I also stood and suggested that I go (since there were no other guests), but Kate all but ordered me to stay. Normally this would have seemed natural—when I lived with Caroline, as I believe I may have already mentioned, I would often go to the theatre or somewhere and leave her with our male guests and think nothing of it—but things had been strained between Kate and me since the day of Caroline’s wedding more than a year earlier.
Also, Kate had been drinking much wine before dinner, during dinner, and now brought out brandy after dinner as we adjourned to the parlour, where the clock ticking was at its loudest. She was not slurring her words (Katey was a mistress of self-control), but I could tell from her rigid posture and the loss of plasticity in her expression that drink was affecting her. The girl I had known so long as Katey Dickens was—at almost thirty years of age—on the verge of becoming an old and bitter woman.

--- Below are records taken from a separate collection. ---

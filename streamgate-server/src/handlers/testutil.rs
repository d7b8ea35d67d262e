use std::collections::HashMap;
use std::sync::Arc;

use anyhow::{anyhow, Result};
use async_trait::async_trait;
use parking_lot::Mutex;

use streamgate_shared::config::Config;
use streamgate_shared::models::{ActiveConnection, WorkflowRequest};

use crate::app_state::AppState;
use crate::services::buffer::BufferManager;
use crate::services::bus::WorkflowBus;
use crate::services::directory::SessionDirectory;
use crate::services::stream_hub::StreamHub;

pub(crate) struct FakeBus {
    pub connected: bool,
    pub fail_publish: bool,
    pub published: Mutex<Vec<WorkflowRequest>>,
}

impl FakeBus {
    pub fn healthy() -> Self {
        Self {
            connected: true,
            fail_publish: false,
            published: Mutex::new(Vec::new()),
        }
    }
}

#[async_trait]
impl WorkflowBus for FakeBus {
    async fn publish_workflow(&self, request: &WorkflowRequest) -> Result<()> {
        if self.fail_publish {
            return Err(anyhow!("broker rejected publish"));
        }
        self.published.lock().push(request.clone());
        Ok(())
    }

    fn is_connected(&self) -> bool {
        self.connected
    }
}

pub(crate) struct FakeDirectory {
    pub registered: Mutex<Vec<ActiveConnection>>,
    pub deregistered: Mutex<Vec<String>>,
    pub heartbeats: Mutex<Vec<String>>,
}

impl FakeDirectory {
    pub fn new() -> Self {
        Self {
            registered: Mutex::new(Vec::new()),
            deregistered: Mutex::new(Vec::new()),
            heartbeats: Mutex::new(Vec::new()),
        }
    }
}

#[async_trait]
impl SessionDirectory for FakeDirectory {
    async fn register(&self, conn: &ActiveConnection) -> Result<()> {
        self.registered.lock().push(conn.clone());
        Ok(())
    }

    async fn deregister(&self, conn: &ActiveConnection) -> Result<()> {
        self.deregistered.lock().push(conn.connection_id.clone());
        Ok(())
    }

    async fn heartbeat(&self, conn: &ActiveConnection) -> Result<()> {
        self.heartbeats.lock().push(conn.connection_id.clone());
        Ok(())
    }

    async fn active_instances(&self, _session_id: &str) -> Result<Vec<String>> {
        Ok(Vec::new())
    }

    async fn streams_of(&self, _pod_id: &str) -> Result<HashMap<String, String>> {
        Ok(HashMap::new())
    }

    async fn cache_session_meta(
        &self,
        _session_id: &str,
        _meta: &HashMap<String, String>,
    ) -> Result<()> {
        Ok(())
    }

    async fn session_meta(&self, _session_id: &str) -> Result<HashMap<String, String>> {
        Ok(HashMap::new())
    }
}

pub(crate) fn test_state(bus: Arc<FakeBus>) -> Arc<AppState> {
    test_state_with(bus, Arc::new(FakeDirectory::new()))
}

pub(crate) fn test_state_with(
    bus: Arc<FakeBus>,
    directory: Arc<FakeDirectory>,
) -> Arc<AppState> {
    let config = Arc::new(Config::from_env().unwrap());
    Arc::new(AppState {
        pod_id: config.server.pod_id.clone(),
        config: config.clone(),
        bus,
        directory,
        streams: Arc::new(StreamHub::new()),
        buffers: Arc::new(BufferManager::new(config.buffer.clone())),
    })
}
use std::time::Duration;

use axum::{body::Body, http::Request};
use tower_http::classify::{ServerErrorsAsFailures, ServerErrorsFailureClass, SharedClassifier};
use tower_http::trace::{
    DefaultOnBodyChunk, DefaultOnEos, DefaultOnResponse, MakeSpan, TraceLayer,
};
use tracing::{error, Level, Span};

type TraceLayerType = TraceLayer<
    SharedClassifier<ServerErrorsAsFailures>,
    HttpMakeSpan,
    fn(&Request<Body>, &Span) -> (),
    DefaultOnResponse,
    DefaultOnBodyChunk,
    DefaultOnEos,
    fn(ServerErrorsFailureClass, Duration, &Span) -> (),
>;

#[derive(Clone, Default)]
pub(crate) struct HttpMakeSpan;

impl<B> MakeSpan<B> for HttpMakeSpan {
    fn make_span(&mut self, request: &Request<B>) -> Span {
        tracing::info_span!(
            "http_request",
            method = %request.method(),
            uri = %request.uri(),
            status_code = tracing::field::Empty
        )
    }
}

fn on_request_handler(_req: &Request<Body>, _span: &Span) {}

fn on_failure_handler(error: ServerErrorsFailureClass, latency: Duration, span: &Span) {
    span.in_scope(|| {
        error!(
            error = %error,
            latency = ?latency,
            "error processing request"
        );
    });
}

/// Trace layer for HTTP request logging.
pub(crate) fn create_trace_layer() -> TraceLayerType {
    TraceLayer::new_for_http()
        .make_span_with(HttpMakeSpan)
        .on_request(on_request_handler as fn(&Request<Body>, &Span))
        .on_response(DefaultOnResponse::new().level(Level::INFO))
        .on_failure(on_failure_handler as fn(ServerErrorsFailureClass, Duration, &Span))
}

“Wilkie,” she said suddenly, her voice almost shockingly loud in the draped dimness of the little room, “do you know why Father invited you to Gad’s Hill last October?”

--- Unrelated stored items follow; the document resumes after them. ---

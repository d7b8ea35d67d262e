use std::sync::Arc;

use axum::http::StatusCode;
use axum::routing::{get, post};
use axum::{Json, Router};
use serde_json::json;
use tower_http::timeout::TimeoutLayer;

use crate::app_state::AppState;
use crate::handlers::{chat, health, sse};

/// API routes under `/api`. The submit route carries the request timeout;
/// the SSE route must never be timed out.
pub fn create_api_router(state: &Arc<AppState>) -> Router<Arc<AppState>> {
    let read_timeout = state.config.server.read_timeout;

    Router::new()
        .route(
            "/chat",
            post(chat::chat_handler).layer(TimeoutLayer::new(read_timeout)),
        )
        .route("/sse", get(sse::sse_handler))
}

/// Top-level routes: health, banner and the JSON 404 fallback.
pub fn create_root_router(state: &Arc<AppState>) -> Router<Arc<AppState>> {
    let read_timeout = state.config.server.read_timeout;

    Router::new()
        .route(
            "/health",
            get(health::health_handler).layer(TimeoutLayer::new(read_timeout)),
        )
        .route("/", get(health::service_banner))
        .fallback(not_found)
}

async fn not_found() -> (StatusCode, Json<serde_json::Value>) {
    (
        StatusCode::NOT_FOUND,
        Json(json!({ "error": "not_found", "message": "resource not found" })),
    )
}
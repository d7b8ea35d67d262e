use axum::{http::StatusCode, response::IntoResponse, Json};
use serde_json::json;
use thiserror::Error;

pub type AppResult<T> = Result<T, ApiError>;

/// HTTP error with a stable machine-readable code.
///
/// Renders as `{"error": <code>, "message": <text>}` so that producer-side
/// tooling can branch on the code without parsing prose.
#[derive(Debug, Error)]
#[error("{code}: {message}")]
pub struct ApiError {
    status: StatusCode,
    code: &'static str,
    message: String,
}

impl ApiError {
    pub fn new(status: StatusCode, code: &'static str, message: impl Into<String>) -> Self {
        Self {
            status,
            code,
            message: message.into(),
        }
    }

    pub fn bad_request(message: impl Into<String>) -> Self {
        Self::new(StatusCode::BAD_REQUEST, "invalid_request", message)
    }

    pub fn not_found(message: impl Into<String>) -> Self {
        Self::new(StatusCode::NOT_FOUND, "not_found", message)
    }

    pub fn service_unavailable(message: impl Into<String>) -> Self {
        Self::new(StatusCode::SERVICE_UNAVAILABLE, "unavailable", message)
    }

    pub fn internal_server_error(message: impl Into<String>) -> Self {
        Self::new(StatusCode::INTERNAL_SERVER_ERROR, "internal_error", message)
    }

    pub fn status(&self) -> StatusCode {
        self.status
    }
}

impl IntoResponse for ApiError {
    fn into_response(self) -> axum::response::Response {
        (
            self.status,
            Json(json!({ "error": self.code, "message": self.message })),
        )
            .into_response()
    }
}

impl From<anyhow::Error> for ApiError {
    fn from(value: anyhow::Error) -> Self {
        Self::internal_server_error(value.to_string())
    }
}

In truth, the question hurt my feelings. I had hitherto never required a reason to be invited to Gad’s Hill Place. Sniffing my brandy to cover my discomfort, I smiled and said, “Perhaps because your father wanted me to hear the opening of his new book.”
Kate waved her hand in a rather crudely dismissive manner. “Not at all, Wilkie. I happen to know that Father had reserved that honour for his dear friend Mr Fields, and that he—Father—was shocked when you came down to the library with him. But he could hardly tell you that it was a closed reading, as it was meant to be.”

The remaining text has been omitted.